Thursday, November 10, 2011

"Nailed Up" SSH connection for Cisco devices

To all my fellow Cisco switch & router admins: have you ever been frustrated by the built-in, non-modifiable timeout for SSH support on the devices?

Well, there's a work-around that doesn't require tapping on the keyboard at least every 9:59...

The exec-timeout control for vty lines has no effect on SSH sessions; officially, you can't disable the timeout. Leave an SSH connection idle for 10:00 and it'll terminate from the remote (device) side. The alternative is to remote into your device using telnet; with that protocol, you can greatly extend or even disable the timeout.

But we don't like to use telnet, right? All data is sent in the clear, both keystrokes and screen paints, which includes authentication and logon credentials.

So how do we get the best of both worlds: secure, private connectivity of SSH with the extended, configurable (or disabled) timeout of telnet?

Answer: use both.

Seriously. Use both.

If you use SSH to remotely access a device, you'll get stuck with the 10:00 timer. But if you immediately telnet (or rlogin) back into the same device, you'll "mask" the SSH timeout with the telnet timeout (if one exists).

From the outside, this appears totally safe: all traffic going to and from the device is effectively encrypted by SSH. The telnet/rlogin session is happening "inside" the device where no man-in-the-middle or sniffer can see the traffic.

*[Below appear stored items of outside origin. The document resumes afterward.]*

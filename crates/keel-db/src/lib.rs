//! # keel-db: Database Layer for Keel ERP
//!
//! SQLite persistence for every ERP module, via sqlx.
//!
//! ## Module Organization
//!
//! - [`pool`] - Connection pool creation and configuration
//! - [`migrations`] - Embedded database migrations
//! - [`error`] - Database error types
//! - [`repository`] - One repository per ERP module
//!
//! ## Usage
//!
//! ```rust,ignore
//! use keel_db::{Database, DbConfig};
//!
//! let db = Database::new(DbConfig::new("./keel.db")).await?;
//!
//! let items = db.inventory().list_items(&company_id).await?;
//! let sale = db.pos().complete_sale(&company_id, Some(&user_id), input).await?;
//! ```
//!
//! ## Company Scoping
//!
//! Every repository method that touches company-owned data takes the owning
//! `company_id` and folds it into the WHERE clause. There is no way to read
//! or write across tenants from this crate's public API.

// =============================================================================
// Module Declarations
// =============================================================================

pub mod error;
pub mod migrations;
pub mod pool;
pub mod repository;

// =============================================================================
// Re-exports
// =============================================================================

pub use error::{DbError, DbResult};
pub use pool::{Database, DbConfig};

pub use repository::accounting::{AccountingRepository, EntryLineInput, JournalEntryInput};
pub use repository::pos::{PosRepository, PosSaleInput, PosSaleLineInput, PosTenderInput};

/// Generates a new UUID v4 entity id.
pub fn generate_id() -> String {
    uuid::Uuid::new_v4().to_string()
}
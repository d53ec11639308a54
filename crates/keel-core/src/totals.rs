//! # Document Totals
//!
//! Shared totals arithmetic for line-item documents (POS sales, orders,
//! invoices, quotations).
//!
//! ```text
//! line total     = quantity × unit price − line discount
//! subtotal       = Σ line totals
//! grand total    = subtotal − document discount + tax
//! ```
//!
//! All inputs are validated (positive quantities, non-negative money, no
//! line discounted below zero) before anything is summed, so a document
//! that computes is a document that reconciles.

use crate::error::{CoreError, CoreResult};
use crate::money::Money;
use crate::validation::{validate_non_negative_cents, validate_quantity};
use crate::MAX_DOCUMENT_LINES;

/// The money-bearing parts of one document line.
#[derive(Debug, Clone, Copy)]
pub struct LineAmounts {
    pub quantity: i64,
    pub unit_price_cents: i64,
    pub discount_cents: i64,
}

/// Per-line total: quantity × unit price − discount.
pub fn line_total(line: &LineAmounts) -> CoreResult<Money> {
    validate_quantity(line.quantity)?;
    validate_non_negative_cents("unit_price", line.unit_price_cents)?;
    validate_non_negative_cents("discount", line.discount_cents)?;

    let gross = Money::from_cents(line.unit_price_cents).multiply_quantity(line.quantity);
    let net = gross - Money::from_cents(line.discount_cents);

    if net.is_negative() {
        return Err(CoreError::TotalsMismatch {
            reason: format!(
                "line discount {} exceeds line amount {}",
                Money::from_cents(line.discount_cents),
                gross
            ),
        });
    }

    Ok(net)
}

/// Document-level totals over a set of lines plus a document discount and tax.
///
/// Returns `(line_totals, subtotal, total)`; the caller persists the line
/// totals alongside each line and the document totals on the parent row.
pub fn compute_totals(
    lines: &[LineAmounts],
    discount_cents: i64,
    tax_cents: i64,
) -> CoreResult<(Vec<i64>, i64, i64)> {
    if lines.is_empty() {
        return Err(CoreError::EmptyDocument { document: "sale" });
    }

    if lines.len() > MAX_DOCUMENT_LINES {
        return Err(CoreError::TotalsMismatch {
            reason: format!("document exceeds {MAX_DOCUMENT_LINES} lines"),
        });
    }

    validate_non_negative_cents("discount", discount_cents)?;
    validate_non_negative_cents("tax", tax_cents)?;

    let mut line_totals = Vec::with_capacity(lines.len());
    let mut subtotal = Money::zero();

    for line in lines {
        let total = line_total(line)?;
        line_totals.push(total.cents());
        subtotal += total;
    }

    let total = subtotal - Money::from_cents(discount_cents) + Money::from_cents(tax_cents);
    if total.is_negative() {
        return Err(CoreError::TotalsMismatch {
            reason: format!(
                "document discount {} exceeds subtotal {}",
                Money::from_cents(discount_cents),
                subtotal
            ),
        });
    }

    Ok((line_totals, subtotal.cents(), total.cents()))
}

// =============================================================================
// Unit Tests
// =============================================================================

#[cfg(test)]
mod tests {
    use super::*;

    fn line(quantity: i64, unit_price_cents: i64, discount_cents: i64) -> LineAmounts {
        LineAmounts {
            quantity,
            unit_price_cents,
            discount_cents,
        }
    }

    #[test]
    fn test_line_total() {
        assert_eq!(line_total(&line(3, 299, 0)).unwrap().cents(), 897);
        assert_eq!(line_total(&line(2, 1000, 500)).unwrap().cents(), 1500);
    }

    #[test]
    fn test_line_discount_cannot_exceed_amount() {
        assert!(matches!(
            line_total(&line(1, 100, 200)).unwrap_err(),
            CoreError::TotalsMismatch { .. }
        ));
    }

    #[test]
    fn test_invalid_line_inputs() {
        assert!(line_total(&line(0, 100, 0)).is_err());
        assert!(line_total(&line(1, -100, 0)).is_err());
        assert!(line_total(&line(1, 100, -5)).is_err());
    }

    #[test]
    fn test_document_totals() {
        let lines = vec![line(3, 299, 0), line(2, 1000, 500)];
        let (line_totals, subtotal, total) = compute_totals(&lines, 200, 350).unwrap();

        assert_eq!(line_totals, vec![897, 1500]);
        assert_eq!(subtotal, 2397);
        // 2397 − 200 + 350
        assert_eq!(total, 2547);
    }

    #[test]
    fn test_empty_document_rejected() {
        assert!(matches!(
            compute_totals(&[], 0, 0).unwrap_err(),
            CoreError::EmptyDocument { .. }
        ));
    }

    #[test]
    fn test_document_discount_cannot_exceed_subtotal() {
        let lines = vec![line(1, 100, 0)];
        assert!(matches!(
            compute_totals(&lines, 500, 0).unwrap_err(),
            CoreError::TotalsMismatch { .. }
        ));
    }
}
async fn create_order(
    scope: CompanyScope,
    State(state): State<AppState>,
    Json(payload): Json<OrderPayload>,
) -> ApiResult<(StatusCode, Json<OrderResponse>)> {
    validate_code("order_number", &payload.order_number)?;
    let lines = collect_lines(payload.items)?;

    let now = Utc::now();
    let order = SalesOrder {
        id: keel_db::generate_id(),
        company_id: scope.company_id.clone(),
        order_number: payload.order_number,
        quotation_id: payload.quotation_id,
        customer_id: payload.customer_id,
        date: payload.date,
        delivery_date: payload.delivery_date,
        status: payload.status,
        subtotal_cents: payload.subtotal_cents,
        discount_cents: payload.discount_cents,
        tax_cents: payload.tax_cents,
        total_cents: payload.total_cents,
        notes: payload.notes,
        created_by: Some(scope.user.id.clone()),
        created_at: now,
        updated_at: now,
    };

    state.db.sales().create_order(&order, &lines).await?;
    let items = state.db.sales().get_order_items(&order.id).await?;
    Ok((StatusCode::CREATED, Json(OrderResponse { order, items })))
}

async fn get_order(
    scope: CompanyScope,
    State(state): State<AppState>,
    Path(id): Path<String>,
) -> ApiResult<Json<OrderResponse>> {
    let order = state
        .db
        .sales()
        .get_order(&scope.company_id, &id)
        .await?
        .ok_or_else(|| ApiError::NotFound(format!("Sales order not found: {id}")))?;

    let items = state.db.sales().get_order_items(&order.id).await?;
    Ok(Json(OrderResponse { order, items }))
}
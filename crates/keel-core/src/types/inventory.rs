//! Inventory: warehouses, items, per-warehouse stock, and the stock movement
//! audit trail.

use chrono::{DateTime, Utc};
use serde::{Deserialize, Serialize};

// =============================================================================
// Warehouse
// =============================================================================

#[derive(Debug, Clone, Serialize, Deserialize)]
#[cfg_attr(feature = "sqlx", derive(sqlx::FromRow))]
pub struct Warehouse {
    pub id: String,
    pub company_id: String,
    pub name: String,
    /// Unique per company.
    pub code: String,
    pub location: Option<String>,
    pub manager_id: Option<String>,
    pub is_active: bool,
    pub created_at: DateTime<Utc>,
    pub updated_at: DateTime<Utc>,
}

// =============================================================================
// Item
// =============================================================================

/// Unit of measure for an item.
#[derive(Debug, Clone, Copy, PartialEq, Eq, Serialize, Deserialize)]
#[cfg_attr(feature = "sqlx", derive(sqlx::Type))]
#[cfg_attr(feature = "sqlx", sqlx(rename_all = "snake_case"))]
#[serde(rename_all = "snake_case")]
pub enum ItemUnit {
    Piece,
    Kg,
    Liter,
    Meter,
    Box,
    Pack,
}

impl Default for ItemUnit {
    fn default() -> Self {
        ItemUnit::Piece
    }
}

/// A stockable item. `sku` is unique per company.
#[derive(Debug, Clone, Serialize, Deserialize)]
#[cfg_attr(feature = "sqlx", derive(sqlx::FromRow))]
pub struct Item {
    pub id: String,
    pub company_id: String,
    pub name: String,
    pub sku: String,
    pub barcode: Option<String>,
    pub category: Option<String>,
    pub unit: ItemUnit,
    pub min_stock: i64,
    pub max_stock: i64,
    pub cost_cents: i64,
    pub description: Option<String>,
    pub is_active: bool,
    pub created_at: DateTime<Utc>,
    pub updated_at: DateTime<Utc>,
}

// =============================================================================
// Stock
// =============================================================================

/// Per-warehouse stock of one item. Unique per (warehouse, item).
///
/// `available` is computed in SQL as `quantity - reserved` so every read
/// carries it without a second query.
#[derive(Debug, Clone, Serialize, Deserialize)]
#[cfg_attr(feature = "sqlx", derive(sqlx::FromRow))]
pub struct Stock {
    pub id: String,
    pub warehouse_id: String,
    pub item_id: String,
    pub quantity: i64,
    pub reserved: i64,
    /// quantity − reserved.
    pub available: i64,
    pub created_at: DateTime<Utc>,
    pub updated_at: DateTime<Utc>,
}

// =============================================================================
// Stock Movement
// =============================================================================

#[derive(Debug, Clone, Copy, PartialEq, Eq, Serialize, Deserialize)]
#[cfg_attr(feature = "sqlx", derive(sqlx::Type))]
#[cfg_attr(feature = "sqlx", sqlx(rename_all = "snake_case"))]
#[serde(rename_all = "snake_case")]
pub enum MovementType {
    In,
    Out,
    Transfer,
    Adjustment,
}

impl MovementType {
    /// Sign applied to the stock quantity when the movement is posted.
    pub fn signed_delta(&self, quantity: i64) -> i64 {
        match self {
            MovementType::In => quantity,
            MovementType::Out => -quantity,
            // Transfers and adjustments carry their own sign in quantity.
            MovementType::Transfer | MovementType::Adjustment => quantity,
        }
    }
}

/// Audit record of one inventory quantity change. Quantities are stored
/// positive; `movement_type` carries the direction.
#[derive(Debug, Clone, Serialize, Deserialize)]
#[cfg_attr(feature = "sqlx", derive(sqlx::FromRow))]
pub struct StockMovement {
    pub id: String,
    pub company_id: String,
    pub warehouse_id: String,
    pub item_id: String,
    pub movement_type: MovementType,
    pub quantity: i64,
    /// What produced the movement ("pos_sale", "pos_void", "manual", ...).
    pub reference_type: Option<String>,
    /// Document number of the producer (sale number, PO number, ...).
    pub reference_number: Option<String>,
    pub date: DateTime<Utc>,
    pub notes: Option<String>,
    pub created_by: Option<String>,
    pub created_at: DateTime<Utc>,
    pub updated_at: DateTime<Utc>,
}

#[cfg(test)]
mod tests {
    use super::*;

    #[test]
    fn test_movement_direction() {
        assert_eq!(MovementType::In.signed_delta(5), 5);
        assert_eq!(MovementType::Out.signed_delta(5), -5);
        assert_eq!(MovementType::Adjustment.signed_delta(-3), -3);
    }

    #[test]
    fn test_movement_type_serializes_snake_case() {
        assert_eq!(serde_json::to_string(&MovementType::In).unwrap(), "\"in\"");
        assert_eq!(
            serde_json::to_string(&MovementType::Adjustment).unwrap(),
            "\"adjustment\""
        );
    }
}
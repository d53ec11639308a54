//! # Repository Module
//!
//! One repository per ERP module, each a thin `Clone` struct over the pool.
//!
//! ## Repository Pattern
//! ```text
//! ┌─────────────────────────────────────────────────────────────────────────┐
//! │  Route handler                                                          │
//! │       │  db.inventory().list_items(&company_id)                         │
//! │       ▼                                                                 │
//! │  InventoryRepository                                                    │
//! │  ├── list_items / get_item / insert_item / update_item / delete_item   │
//! │  └── ... (warehouses, stocks, movements)                                │
//! │       │  SQL, scoped by company_id                                      │
//! │       ▼                                                                 │
//! │  SQLite                                                                 │
//! └─────────────────────────────────────────────────────────────────────────┘
//! ```
//!
//! Plain CRUD methods follow one shape across all repositories:
//! list is ordered the way the module's UI lists records, get/update/delete
//! filter by company and report `NotFound` when zero rows match. The
//! workflow methods (journal entries, POS completion) run multi-statement
//! transactions and are documented on their repositories.

pub mod accounting;
pub mod company;
pub mod contact;
pub mod crm;
pub mod delivery;
pub mod ecommerce;
pub mod hr;
pub mod inventory;
pub mod pos;
pub mod procurement;
pub mod sales;
pub mod user;
pub mod website;

#[cfg(test)]
pub(crate) mod test_support;
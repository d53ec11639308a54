//! Shared fixtures for repository tests.

use chrono::Utc;

use crate::pool::Database;
use keel_core::{Company, Item, ItemUnit, User, Warehouse};

/// Seeds a user and their company, returning the company id.
pub async fn seed_company(db: &Database) -> String {
    seed_company_named(db, "owner", "Test Co").await
}

/// Seeds a distinct user + company pair (for tenant-isolation tests).
pub async fn seed_company_named(db: &Database, username: &str, company_name: &str) -> String {
    let now = Utc::now();

    let user = User {
        id: crate::generate_id(),
        username: username.to_string(),
        email: None,
        full_name: None,
        password_hash: "hash".to_string(),
        active_company_id: None,
        is_active: true,
        created_at: now,
        updated_at: now,
    };
    db.users().insert(&user).await.unwrap();

    let company = Company {
        id: crate::generate_id(),
        owner_id: user.id.clone(),
        name: company_name.to_string(),
        address: None,
        phone: None,
        tax_id: None,
        registration_number: None,
        is_active: true,
        created_at: now,
        updated_at: now,
    };
    db.companies().insert(&company).await.unwrap();

    company.id
}

/// Seeds a warehouse in the company.
pub async fn seed_warehouse(db: &Database, company_id: &str, code: &str) -> Warehouse {
    let now = Utc::now();
    let warehouse = Warehouse {
        id: crate::generate_id(),
        company_id: company_id.to_string(),
        name: format!("Warehouse {code}"),
        code: code.to_string(),
        location: None,
        manager_id: None,
        is_active: true,
        created_at: now,
        updated_at: now,
    };
    db.inventory().insert_warehouse(&warehouse).await.unwrap();
    warehouse
}

/// Seeds an item in the company.
pub async fn seed_item(db: &Database, company_id: &str, sku: &str) -> Item {
    let now = Utc::now();
    let item = Item {
        id: crate::generate_id(),
        company_id: company_id.to_string(),
        name: format!("Item {sku}"),
        sku: sku.to_string(),
        barcode: None,
        category: None,
        unit: ItemUnit::Piece,
        min_stock: 0,
        max_stock: 0,
        cost_cents: 500,
        description: None,
        is_active: true,
        created_at: now,
        updated_at: now,
    };
    db.inventory().insert_item(&item).await.unwrap();
    item
}
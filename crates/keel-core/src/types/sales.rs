//! Sales pipeline: quotations, sales orders, invoices, and payments.
//!
//! The four documents share one line-item shape (item, quantity, unit price,
//! discount, total); each parent carries subtotal / discount / tax / total in
//! cents.

use chrono::{DateTime, NaiveDate, Utc};
use serde::{Deserialize, Serialize};

// =============================================================================
// Status Enums
// =============================================================================

#[derive(Debug, Clone, Copy, PartialEq, Eq, Serialize, Deserialize)]
#[cfg_attr(feature = "sqlx", derive(sqlx::Type))]
#[cfg_attr(feature = "sqlx", sqlx(rename_all = "snake_case"))]
#[serde(rename_all = "snake_case")]
pub enum QuotationStatus {
    Draft,
    Sent,
    Accepted,
    Rejected,
    Expired,
}

#[derive(Debug, Clone, Copy, PartialEq, Eq, Serialize, Deserialize)]
#[cfg_attr(feature = "sqlx", derive(sqlx::Type))]
#[cfg_attr(feature = "sqlx", sqlx(rename_all = "snake_case"))]
#[serde(rename_all = "snake_case")]
pub enum SalesOrderStatus {
    Draft,
    Confirmed,
    InProgress,
    Delivered,
    Cancelled,
}

#[derive(Debug, Clone, Copy, PartialEq, Eq, Serialize, Deserialize)]
#[cfg_attr(feature = "sqlx", derive(sqlx::Type))]
#[cfg_attr(feature = "sqlx", sqlx(rename_all = "snake_case"))]
#[serde(rename_all = "snake_case")]
pub enum InvoiceStatus {
    Draft,
    Sent,
    Paid,
    Overdue,
    Cancelled,
}

/// Payment instrument for invoice payments.
#[derive(Debug, Clone, Copy, PartialEq, Eq, Serialize, Deserialize)]
#[cfg_attr(feature = "sqlx", derive(sqlx::Type))]
#[cfg_attr(feature = "sqlx", sqlx(rename_all = "snake_case"))]
#[serde(rename_all = "snake_case")]
pub enum PaymentMethod {
    Cash,
    Card,
    Transfer,
    Cheque,
}

// =============================================================================
// Quotation
// =============================================================================

#[derive(Debug, Clone, Serialize, Deserialize)]
#[cfg_attr(feature = "sqlx", derive(sqlx::FromRow))]
pub struct Quotation {
    pub id: String,
    pub company_id: String,
    pub quote_number: String,
    pub customer_id: String,
    pub date: NaiveDate,
    pub valid_until: NaiveDate,
    pub status: QuotationStatus,
    pub subtotal_cents: i64,
    pub discount_cents: i64,
    pub tax_cents: i64,
    pub total_cents: i64,
    pub terms: Option<String>,
    pub notes: Option<String>,
    pub created_by: Option<String>,
    pub created_at: DateTime<Utc>,
    pub updated_at: DateTime<Utc>,
}

#[derive(Debug, Clone, Serialize, Deserialize)]
#[cfg_attr(feature = "sqlx", derive(sqlx::FromRow))]
pub struct QuotationItem {
    pub id: String,
    pub quotation_id: String,
    pub item_id: String,
    pub description: Option<String>,
    pub quantity: i64,
    pub unit_price_cents: i64,
    pub discount_cents: i64,
    pub total_cents: i64,
}

// =============================================================================
// Sales Order
// =============================================================================

#[derive(Debug, Clone, Serialize, Deserialize)]
#[cfg_attr(feature = "sqlx", derive(sqlx::FromRow))]
pub struct SalesOrder {
    pub id: String,
    pub company_id: String,
    pub order_number: String,
    /// The quotation this order was converted from, when there is one.
    pub quotation_id: Option<String>,
    pub customer_id: String,
    pub date: NaiveDate,
    pub delivery_date: Option<NaiveDate>,
    pub status: SalesOrderStatus,
    pub subtotal_cents: i64,
    pub discount_cents: i64,
    pub tax_cents: i64,
    pub total_cents: i64,
    pub notes: Option<String>,
    pub created_by: Option<String>,
    pub created_at: DateTime<Utc>,
    pub updated_at: DateTime<Utc>,
}

#[derive(Debug, Clone, Serialize, Deserialize)]
#[cfg_attr(feature = "sqlx", derive(sqlx::FromRow))]
pub struct SalesOrderItem {
    pub id: String,
    pub sales_order_id: String,
    pub item_id: String,
    pub description: Option<String>,
    pub quantity: i64,
    pub unit_price_cents: i64,
    pub discount_cents: i64,
    pub total_cents: i64,
}

// =============================================================================
// Invoice
// =============================================================================

/// An invoice. `balance_cents` is computed in SQL as
/// `total_cents - paid_amount_cents` on every read.
#[derive(Debug, Clone, Serialize, Deserialize)]
#[cfg_attr(feature = "sqlx", derive(sqlx::FromRow))]
pub struct Invoice {
    pub id: String,
    pub company_id: String,
    pub invoice_number: String,
    pub sales_order_id: Option<String>,
    pub customer_id: String,
    pub date: NaiveDate,
    pub due_date: NaiveDate,
    pub status: InvoiceStatus,
    pub subtotal_cents: i64,
    pub discount_cents: i64,
    pub tax_cents: i64,
    pub total_cents: i64,
    pub paid_amount_cents: i64,
    /// total − paid.
    pub balance_cents: i64,
    pub notes: Option<String>,
    pub created_by: Option<String>,
    pub created_at: DateTime<Utc>,
    pub updated_at: DateTime<Utc>,
}

#[derive(Debug, Clone, Serialize, Deserialize)]
#[cfg_attr(feature = "sqlx", derive(sqlx::FromRow))]
pub struct InvoiceItem {
    pub id: String,
    pub invoice_id: String,
    pub item_id: String,
    pub description: Option<String>,
    pub quantity: i64,
    pub unit_price_cents: i64,
    pub discount_cents: i64,
    pub total_cents: i64,
}

// =============================================================================
// Payment
// =============================================================================

/// A payment against an invoice. Recording one increments the invoice's
/// paid amount and flips its status to paid when the balance reaches zero.
#[derive(Debug, Clone, Serialize, Deserialize)]
#[cfg_attr(feature = "sqlx", derive(sqlx::FromRow))]
pub struct Payment {
    pub id: String,
    pub company_id: String,
    pub invoice_id: String,
    pub payment_number: String,
    pub date: NaiveDate,
    pub amount_cents: i64,
    pub payment_method: PaymentMethod,
    pub reference: Option<String>,
    pub notes: Option<String>,
    pub created_at: DateTime<Utc>,
    pub updated_at: DateTime<Utc>,
}
//! Procurement: suppliers, purchase orders, and goods receipts.

use chrono::{DateTime, NaiveDate, Utc};
use serde::{Deserialize, Serialize};

#[derive(Debug, Clone, Serialize, Deserialize)]
#[cfg_attr(feature = "sqlx", derive(sqlx::FromRow))]
pub struct Supplier {
    pub id: String,
    pub company_id: String,
    pub name: String,
    pub contact_person: Option<String>,
    pub email: Option<String>,
    pub phone: Option<String>,
    pub address: Option<String>,
    pub tax_id: Option<String>,
    pub payment_terms: Option<String>,
    pub is_active: bool,
    pub created_at: DateTime<Utc>,
    pub updated_at: DateTime<Utc>,
}

#[derive(Debug, Clone, Copy, PartialEq, Eq, Serialize, Deserialize)]
#[cfg_attr(feature = "sqlx", derive(sqlx::Type))]
#[cfg_attr(feature = "sqlx", sqlx(rename_all = "snake_case"))]
#[serde(rename_all = "snake_case")]
pub enum PurchaseOrderStatus {
    Draft,
    Sent,
    Confirmed,
    Received,
    Cancelled,
}

#[derive(Debug, Clone, Serialize, Deserialize)]
#[cfg_attr(feature = "sqlx", derive(sqlx::FromRow))]
pub struct PurchaseOrder {
    pub id: String,
    pub company_id: String,
    pub po_number: String,
    pub supplier_id: String,
    pub date: NaiveDate,
    pub expected_delivery_date: Option<NaiveDate>,
    pub status: PurchaseOrderStatus,
    pub subtotal_cents: i64,
    pub tax_cents: i64,
    pub shipping_cents: i64,
    pub total_cents: i64,
    pub notes: Option<String>,
    pub created_by: Option<String>,
    pub created_at: DateTime<Utc>,
    pub updated_at: DateTime<Utc>,
}

#[derive(Debug, Clone, Serialize, Deserialize)]
#[cfg_attr(feature = "sqlx", derive(sqlx::FromRow))]
pub struct PurchaseOrderItem {
    pub id: String,
    pub purchase_order_id: String,
    pub item_id: String,
    pub quantity: i64,
    pub unit_price_cents: i64,
    pub total_cents: i64,
}

/// Goods receipt against a purchase order. Items reference the PO line they
/// fulfil with the quantity actually received.
#[derive(Debug, Clone, Serialize, Deserialize)]
#[cfg_attr(feature = "sqlx", derive(sqlx::FromRow))]
pub struct PurchaseReceipt {
    pub id: String,
    pub company_id: String,
    pub receipt_number: String,
    pub purchase_order_id: String,
    pub date: NaiveDate,
    pub received_by: Option<String>,
    pub notes: Option<String>,
    pub created_at: DateTime<Utc>,
    pub updated_at: DateTime<Utc>,
}

#[derive(Debug, Clone, Serialize, Deserialize)]
#[cfg_attr(feature = "sqlx", derive(sqlx::FromRow))]
pub struct PurchaseReceiptItem {
    pub id: String,
    pub receipt_id: String,
    pub po_item_id: String,
    pub quantity_received: i64,
    pub notes: Option<String>,
}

How does this work? Essentially, the timeout only measures idle time at an EXEC prompt; when you're using telnet (or SSH or rlogin, for that matter), the originating session is no longer in EXEC, it's running an operation.

One obvious negative to this is that you must keep telnet enabled as a valid transport for your device. A second negative is the practice of disabling timeouts on your vty lines. The fix for the first issue is to create a loopback interface for the express purpose of being a telnet endpoint; you then apply ACLs so that it is the only interface on your device that is permitted to accept connections on tcp/23. Assuming you build your ACLs so that telnet connections are only accepted when originated from the device itself, you will have effectively boxed in the insecure protocol inside the device. There's no real solution to the poor timeout choice, except making it long enough for most work without disabling it.